In one or more embodiments, the system further comprises a guide rail adapted for supporting the sled; wherein the sled further comprises a second wheel blocking means; said second wheel blocking means adapted to slidably or rollably engage with said guide rail; wherein the guide rail is configured with one or more elevations along its path; and wherein when the second wheel blocking means engages with said elevations it moves from a retracted position to an elevated position. The wheel support is preferably integrated into the distal end of the sled.

In one or more embodiments, the second wheel blocking means comprises a flap adapted to move from a retracted position to an elevated position, and one or more wheels adapted to rollably engage with the guide rail.
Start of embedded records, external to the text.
use std::sync::Arc;

use job_queue::{DependencyOutputs, Handler, JobQueue, JobQueueMessage};
use parking_lot::Mutex;
use tracing::trace;

use crate::block::BlockStrategy;
use crate::chunk::ChunkCoord;
use crate::chunk::shape::PaddedShape;
use crate::chunk::volume::PaddedVolume;
use crate::generate::DensityGenerator;
use crate::mesh::{ChunkMesh, MeshAssembler};
use crate::mesher::Mesher;

// Job key

/// Key of a terrain job. The second field is a generation number that is unique for every dispatch, so that a chunk
/// that is unloaded and loaded again, or remeshed again, never collides with jobs that are still in the queue.
#[derive(Copy, Clone, Eq, PartialEq, Ord, PartialOrd, Hash, Debug)]
pub enum TerrainJob {
  Generate(ChunkCoord, u64),
  Blocks(ChunkCoord, u64),
  Isosurface(ChunkCoord, u64),
}

impl TerrainJob {
  #[inline]
  pub fn coord(&self) -> ChunkCoord {
    match *self {
      TerrainJob::Generate(coord, _) | TerrainJob::Blocks(coord, _) | TerrainJob::Isosurface(coord, _) => coord,
    }
  }

  #[inline]
  pub fn generation(&self) -> u64 {
    match *self {
      TerrainJob::Generate(_, generation) | TerrainJob::Blocks(_, generation) | TerrainJob::Isosurface(_, generation) => generation,
    }
  }
}


// Input and output

pub type SharedAssembler = Arc<Mutex<MeshAssembler>>;

pub enum JobInput {
  Generate { shape: PaddedShape },
  Blocks { volume: Arc<PaddedVolume>, assembler: SharedAssembler, strategy: BlockStrategy },
  /// Runs after the block pass of the same chunk has completed, appending to the same assembler.
  Isosurface { volume: Arc<PaddedVolume>, assembler: SharedAssembler },
}

pub enum JobOutput {
  Generated(Arc<PaddedVolume>),
  /// Number of faces in the assembler after the block pass.
  BlockFaces(u32),
  Mesh(Arc<ChunkMesh>),
}


// Queue

pub(crate) const DEPENDENCY_COUNT: usize = 1;

pub(crate) type TerrainJobQueue = JobQueue<TerrainJob, (), JobInput, JobOutput, DEPENDENCY_COUNT>;

pub(crate) type TerrainJobQueueMessage = JobQueueMessage<TerrainJob, JobInput, JobOutput>;

/// Creates the job handler that worker threads run. Every worker gets its own clone of `generator` and of the mesher
/// scratch buffers.
pub(crate) fn create_handler<G: DensityGenerator>(generator: G) -> impl Handler<TerrainJob, (), JobInput, JobOutput, DEPENDENCY_COUNT> {
  let mut mesher = Mesher::new();
  move |job: TerrainJob, _dependency_outputs: DependencyOutputs<(), JobOutput, DEPENDENCY_COUNT>, input: JobInput| {
    trace!("Running {:?}", job);
    match input {
      JobInput::Generate { shape } => {
        profiling::scope!("generate");
        JobOutput::Generated(Arc::new(generator.generate_chunk(job.coord(), shape)))
      }
      JobInput::Blocks { volume, assembler, strategy } => {
        profiling::scope!("extract blocks");
        let mut assembler = assembler.lock();
        assembler.reset();
        JobOutput::BlockFaces(mesher.extract_blocks(&*volume, strategy, &mut assembler))
      }
      JobInput::Isosurface { volume, assembler } => {
        profiling::scope!("extract isosurface");
        let mut assembler = assembler.lock();
        mesher.extract_isosurface(&*volume, &mut assembler);
        JobOutput::Mesh(Arc::new(assembler.finish()))
      }
    }
  }
}


#[cfg(test)]
mod tests {
  use std::time::Duration;

  use crate::cell::VoxelCell;
  use crate::generate::{Plane, PlaneSettings};

  use super::*;

  #[test]
  fn isosurface_pass_appends_to_block_pass() {
    let shape = PaddedShape::cubic(4);
    let job_queue = TerrainJobQueue::new(2, create_handler(Plane::new(PlaneSettings { height: 2.0, material: 1 }))).unwrap();
    let mut volume = Plane::new(PlaneSettings { height: 2.0, material: 1 }).generate_chunk(ChunkCoord::new(0, 0, 0), shape);
    volume.set_local(ultraviolet::UVec3::new(1, 3, 1), VoxelCell::block(2));
    let volume = Arc::new(volume);
    let assembler = Arc::new(Mutex::new(MeshAssembler::new(shape)));
    let coord = ChunkCoord::new(0, 0, 0);
    job_queue.try_add_job(TerrainJob::Blocks(coord, 0), JobInput::Blocks { volume: volume.clone(), assembler: assembler.clone(), strategy: BlockStrategy::Culling }).unwrap();
    job_queue.try_add_job_with_dependencies(TerrainJob::Isosurface(coord, 0), JobInput::Isosurface { volume, assembler }, [((), TerrainJob::Blocks(coord, 0))].into_iter().collect()).unwrap();

    let receiver = job_queue.get_message_receiver();
    let mut block_faces = None;
    loop {
      match receiver.recv_timeout(Duration::from_secs(10)).unwrap() {
        JobQueueMessage::JobCompleted(TerrainJob::Blocks(..), output) => {
          if let JobOutput::BlockFaces(faces) = *output { block_faces = Some(faces); }
        }
        JobQueueMessage::JobCompleted(TerrainJob::Isosurface(..), output) => {
          let JobOutput::Mesh(mesh) = &*output else { panic!("Isosurface job did not output a mesh"); };
          assert_eq!(block_faces, Some(6));
          assert_eq!(mesh.quad_count(), 6 + 16);
          break;
        }
        _ => {}
      }
    }
    job_queue.stop_and_join().unwrap();
  }
}
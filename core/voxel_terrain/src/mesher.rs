use crate::block::{BlockExtractor, BlockStrategy};
use crate::chunk::volume::VoxelSource;
use crate::isosurface::IsosurfaceExtractor;
use crate::mesh::{ChunkMesh, MeshAssembler};

/// Runs both extraction passes over a padded volume, keeping the scratch buffers of the extractors for reuse.
#[derive(Default, Clone, Debug)]
pub struct Mesher {
  blocks: BlockExtractor,
  isosurface: IsosurfaceExtractor,
}

impl Mesher {
  #[inline]
  pub fn new() -> Self { Self::default() }

  /// Runs the block pass and then the isosurface pass on `source`, writing into `assembler`. Returns the number of
  /// faces in the assembler afterwards.
  ///
  /// # Panics
  ///
  /// Panics if `assembler` cannot hold the worst case number of faces of `source`'s shape.
  #[profiling::function]
  pub fn extract(&mut self, source: &impl VoxelSource, strategy: BlockStrategy, assembler: &mut MeshAssembler) -> u32 {
    self.extract_blocks(source, strategy, assembler);
    self.extract_isosurface(source, assembler)
  }

  #[inline]
  pub fn extract_blocks(&mut self, source: &impl VoxelSource, strategy: BlockStrategy, assembler: &mut MeshAssembler) -> u32 {
    assert!(assembler.fits(source.shape()), "Mesh assembler with {} faces is too small for {:?}", assembler.max_faces(), source.shape());
    self.blocks.extract(source, strategy, assembler);
    assembler.face_count()
  }

  #[inline]
  pub fn extract_isosurface(&mut self, source: &impl VoxelSource, assembler: &mut MeshAssembler) -> u32 {
    assert!(assembler.fits(source.shape()), "Mesh assembler with {} faces is too small for {:?}", assembler.max_faces(), source.shape());
    self.isosurface.extract(source, assembler);
    assembler.face_count()
  }

  /// Meshes `source` into a newly allocated assembler, returning the trimmed mesh.
  #[inline]
  pub fn mesh(&mut self, source: &impl VoxelSource, strategy: BlockStrategy) -> ChunkMesh {
    let mut assembler = MeshAssembler::new(source.shape());
    self.extract(source, strategy, &mut assembler);
    assembler.finish()
  }
}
In one or more embodiments, the second wheel blocking means further comprises a support wheel attached to and extending laterally to the flap, and a support and guide rail configured to support and guide said support wheel as the sled is moving between the forwarded position relative to said loading ramp and the retracted position relative to said loading ramp. This configuration strengthens the second wheel blocking means, making it more resistant to the forces exerted on it by the semitrailer.

In one or more embodiments, the system further comprises a locking system adapted to retain and release the sled; wherein the locking system comprises a locking pin, and an anchor positioned below said sled; wherein the locking pin is pivotably attached to the bottom side of said sled; wherein the locking pin comprises a first end adapted for moving from an extended position on the top side of the sled through a hole in said sled to a retracted position within said hole; and a second end adapted for moving from an extended position on the bottom side of said sled to a retracted position also on the bottom side of said sled; wherein the second end of said locking pin is adapted to be engaged with said anchor in its retracted position. This configuration allows the rear tire to get into position before the sled starts to move.

In one or more embodiments, the sled is connected to a locking means comprising a toothed rack, and a locking pin; and wherein the locking pin is configured to engage with the toothed rack upon receipt, either directly or indirectly, of a blocking signal from said sensor unit.

The blocking signal may be transmitted by wires or wireless.

In one or more embodiments, the sled is connected to a locking pin housing adapted to move the locking pin above and along the toothed rack.

In one or more embodiments, the sensor unit, subsequent to a blocking signal, is configured to send a reactivation signal to the guide block when the distance between the rear end of the semitrailer and the loading ramp exceeds a preset threshold, thereby reactivating the guide block to move from a retracted position relative to the loading ramp to a forwarded position relative to the loading ramp.

In one or more embodiments, the guide block comprises a sensor unit configured for sensing when the semitrailer has disengaged therefrom; and wherein the sensor unit is configured to activate the guide block to move from a retracted position relative to the loading ramp to a forwarded position relative to the loading ramp.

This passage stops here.